→ How to complete this task
When you output the entries, begin with the first line and end with the line containing "use crate::services::answer_store::AnswerStore;", keeping each line exactly as it is.

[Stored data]
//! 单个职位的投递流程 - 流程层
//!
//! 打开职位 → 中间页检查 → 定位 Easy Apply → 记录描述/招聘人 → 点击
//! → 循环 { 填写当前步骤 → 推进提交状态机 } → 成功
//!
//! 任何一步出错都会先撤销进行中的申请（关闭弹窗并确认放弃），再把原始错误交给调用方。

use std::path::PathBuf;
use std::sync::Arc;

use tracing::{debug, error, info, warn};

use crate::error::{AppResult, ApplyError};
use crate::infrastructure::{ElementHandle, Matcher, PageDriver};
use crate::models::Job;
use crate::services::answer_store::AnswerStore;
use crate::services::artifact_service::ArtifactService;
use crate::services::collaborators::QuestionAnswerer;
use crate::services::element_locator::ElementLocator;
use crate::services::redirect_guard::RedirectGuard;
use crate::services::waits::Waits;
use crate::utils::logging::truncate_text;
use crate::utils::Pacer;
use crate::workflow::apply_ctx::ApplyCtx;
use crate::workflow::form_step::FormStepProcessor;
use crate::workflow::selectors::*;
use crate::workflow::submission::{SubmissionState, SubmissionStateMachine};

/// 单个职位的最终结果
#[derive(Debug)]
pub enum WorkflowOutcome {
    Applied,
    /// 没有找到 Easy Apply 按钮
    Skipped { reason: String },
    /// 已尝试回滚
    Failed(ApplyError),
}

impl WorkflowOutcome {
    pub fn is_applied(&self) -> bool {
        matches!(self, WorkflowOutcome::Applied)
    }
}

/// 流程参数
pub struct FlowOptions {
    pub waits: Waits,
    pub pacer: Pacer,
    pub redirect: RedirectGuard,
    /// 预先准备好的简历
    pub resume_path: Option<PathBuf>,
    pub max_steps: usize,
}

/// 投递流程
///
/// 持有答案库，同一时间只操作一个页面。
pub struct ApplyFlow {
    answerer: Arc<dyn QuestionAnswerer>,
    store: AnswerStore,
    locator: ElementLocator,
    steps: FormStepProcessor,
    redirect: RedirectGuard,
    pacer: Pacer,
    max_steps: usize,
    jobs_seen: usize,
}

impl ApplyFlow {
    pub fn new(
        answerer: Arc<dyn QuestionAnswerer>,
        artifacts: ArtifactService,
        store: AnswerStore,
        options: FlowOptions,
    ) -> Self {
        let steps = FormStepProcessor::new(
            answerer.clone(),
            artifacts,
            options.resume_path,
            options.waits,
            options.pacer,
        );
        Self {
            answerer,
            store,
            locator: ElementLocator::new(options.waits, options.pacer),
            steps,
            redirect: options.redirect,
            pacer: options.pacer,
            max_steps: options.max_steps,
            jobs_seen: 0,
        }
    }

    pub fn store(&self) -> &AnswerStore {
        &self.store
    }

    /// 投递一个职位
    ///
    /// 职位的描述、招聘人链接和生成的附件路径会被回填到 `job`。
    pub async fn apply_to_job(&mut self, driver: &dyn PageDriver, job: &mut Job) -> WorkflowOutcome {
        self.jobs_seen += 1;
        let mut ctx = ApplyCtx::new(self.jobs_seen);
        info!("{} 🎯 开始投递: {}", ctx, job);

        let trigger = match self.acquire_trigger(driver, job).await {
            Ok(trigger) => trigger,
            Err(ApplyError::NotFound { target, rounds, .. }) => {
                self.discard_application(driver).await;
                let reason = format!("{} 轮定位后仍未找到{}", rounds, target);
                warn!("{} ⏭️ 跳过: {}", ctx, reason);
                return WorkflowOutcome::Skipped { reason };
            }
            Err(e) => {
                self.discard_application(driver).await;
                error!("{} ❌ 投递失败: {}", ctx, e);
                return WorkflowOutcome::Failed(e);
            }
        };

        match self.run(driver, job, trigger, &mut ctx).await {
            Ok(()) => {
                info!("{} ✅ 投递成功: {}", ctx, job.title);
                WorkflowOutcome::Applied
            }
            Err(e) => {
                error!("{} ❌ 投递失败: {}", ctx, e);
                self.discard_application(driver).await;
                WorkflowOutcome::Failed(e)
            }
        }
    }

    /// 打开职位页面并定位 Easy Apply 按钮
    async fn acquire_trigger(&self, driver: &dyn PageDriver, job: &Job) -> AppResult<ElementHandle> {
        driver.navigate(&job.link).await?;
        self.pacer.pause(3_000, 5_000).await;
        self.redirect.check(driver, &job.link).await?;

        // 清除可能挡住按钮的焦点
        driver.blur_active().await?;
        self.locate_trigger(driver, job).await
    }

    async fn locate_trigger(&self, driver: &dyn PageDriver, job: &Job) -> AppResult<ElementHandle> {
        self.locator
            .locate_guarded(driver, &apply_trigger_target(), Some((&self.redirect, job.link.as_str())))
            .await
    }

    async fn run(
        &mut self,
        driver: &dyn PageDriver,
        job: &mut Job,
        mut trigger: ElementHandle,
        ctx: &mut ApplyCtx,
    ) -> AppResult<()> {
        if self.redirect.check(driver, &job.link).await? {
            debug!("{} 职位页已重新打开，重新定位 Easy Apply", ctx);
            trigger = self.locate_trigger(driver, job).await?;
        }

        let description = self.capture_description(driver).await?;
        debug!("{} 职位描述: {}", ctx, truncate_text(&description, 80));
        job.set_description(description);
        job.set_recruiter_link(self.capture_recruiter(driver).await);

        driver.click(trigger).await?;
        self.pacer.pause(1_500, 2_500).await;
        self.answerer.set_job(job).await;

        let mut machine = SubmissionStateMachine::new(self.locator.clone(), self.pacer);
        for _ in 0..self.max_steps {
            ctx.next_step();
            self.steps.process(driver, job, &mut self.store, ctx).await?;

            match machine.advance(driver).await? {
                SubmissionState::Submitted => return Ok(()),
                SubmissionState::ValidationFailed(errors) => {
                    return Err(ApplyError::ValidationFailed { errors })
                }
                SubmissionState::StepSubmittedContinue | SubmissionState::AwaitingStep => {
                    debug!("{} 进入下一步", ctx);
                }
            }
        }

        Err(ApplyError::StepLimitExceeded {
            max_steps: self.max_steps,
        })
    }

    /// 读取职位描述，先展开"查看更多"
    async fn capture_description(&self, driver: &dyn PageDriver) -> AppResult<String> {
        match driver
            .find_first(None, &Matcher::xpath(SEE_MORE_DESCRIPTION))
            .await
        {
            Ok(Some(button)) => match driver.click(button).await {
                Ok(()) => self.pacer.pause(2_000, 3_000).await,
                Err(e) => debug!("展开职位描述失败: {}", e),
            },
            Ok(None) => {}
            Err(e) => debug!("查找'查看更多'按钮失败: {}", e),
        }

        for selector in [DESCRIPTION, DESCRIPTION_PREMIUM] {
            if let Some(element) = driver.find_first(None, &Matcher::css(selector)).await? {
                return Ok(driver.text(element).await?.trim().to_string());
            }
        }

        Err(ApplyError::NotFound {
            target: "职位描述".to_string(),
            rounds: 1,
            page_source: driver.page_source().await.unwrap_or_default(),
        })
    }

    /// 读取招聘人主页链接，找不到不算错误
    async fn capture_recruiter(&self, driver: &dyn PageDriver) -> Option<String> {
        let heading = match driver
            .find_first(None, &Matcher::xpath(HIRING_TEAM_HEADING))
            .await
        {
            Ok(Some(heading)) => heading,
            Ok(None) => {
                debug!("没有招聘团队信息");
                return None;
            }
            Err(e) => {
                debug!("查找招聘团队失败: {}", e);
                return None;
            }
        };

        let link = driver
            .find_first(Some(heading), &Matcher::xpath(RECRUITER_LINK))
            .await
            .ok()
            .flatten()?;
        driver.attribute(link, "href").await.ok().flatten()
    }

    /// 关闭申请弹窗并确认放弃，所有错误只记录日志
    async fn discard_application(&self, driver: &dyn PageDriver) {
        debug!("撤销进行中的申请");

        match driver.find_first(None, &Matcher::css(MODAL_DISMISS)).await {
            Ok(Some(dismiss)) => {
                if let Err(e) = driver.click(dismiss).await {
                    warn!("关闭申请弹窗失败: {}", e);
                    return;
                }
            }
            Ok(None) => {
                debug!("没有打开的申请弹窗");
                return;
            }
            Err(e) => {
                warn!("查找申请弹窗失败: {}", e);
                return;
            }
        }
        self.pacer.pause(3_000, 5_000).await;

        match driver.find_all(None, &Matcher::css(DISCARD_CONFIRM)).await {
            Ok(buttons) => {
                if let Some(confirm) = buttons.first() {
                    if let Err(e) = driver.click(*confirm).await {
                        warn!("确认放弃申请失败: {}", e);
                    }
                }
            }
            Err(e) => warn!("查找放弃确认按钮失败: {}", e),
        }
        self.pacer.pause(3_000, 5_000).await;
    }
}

→ Task response
//! 单个职位的投递流程 - 流程层
//!
//! 打开职位 → 中间页检查 → 定位 Easy Apply → 记录描述/招聘人 → 点击
//! → 循环 { 填写当前步骤 → 推进提交状态机 } → 成功
//!
//! 任何一步出错都会先撤销进行中的申请（关闭弹窗并确认放弃），再把原始错误交给调用方。

use std::path::PathBuf;
use std::sync::Arc;

use tracing::{debug, error, info, warn};

use crate::error::{AppResult, ApplyError};
use crate::infrastructure::{ElementHandle, Matcher, PageDriver};
use crate::models::Job;
use crate::services::answer_store::AnswerStore;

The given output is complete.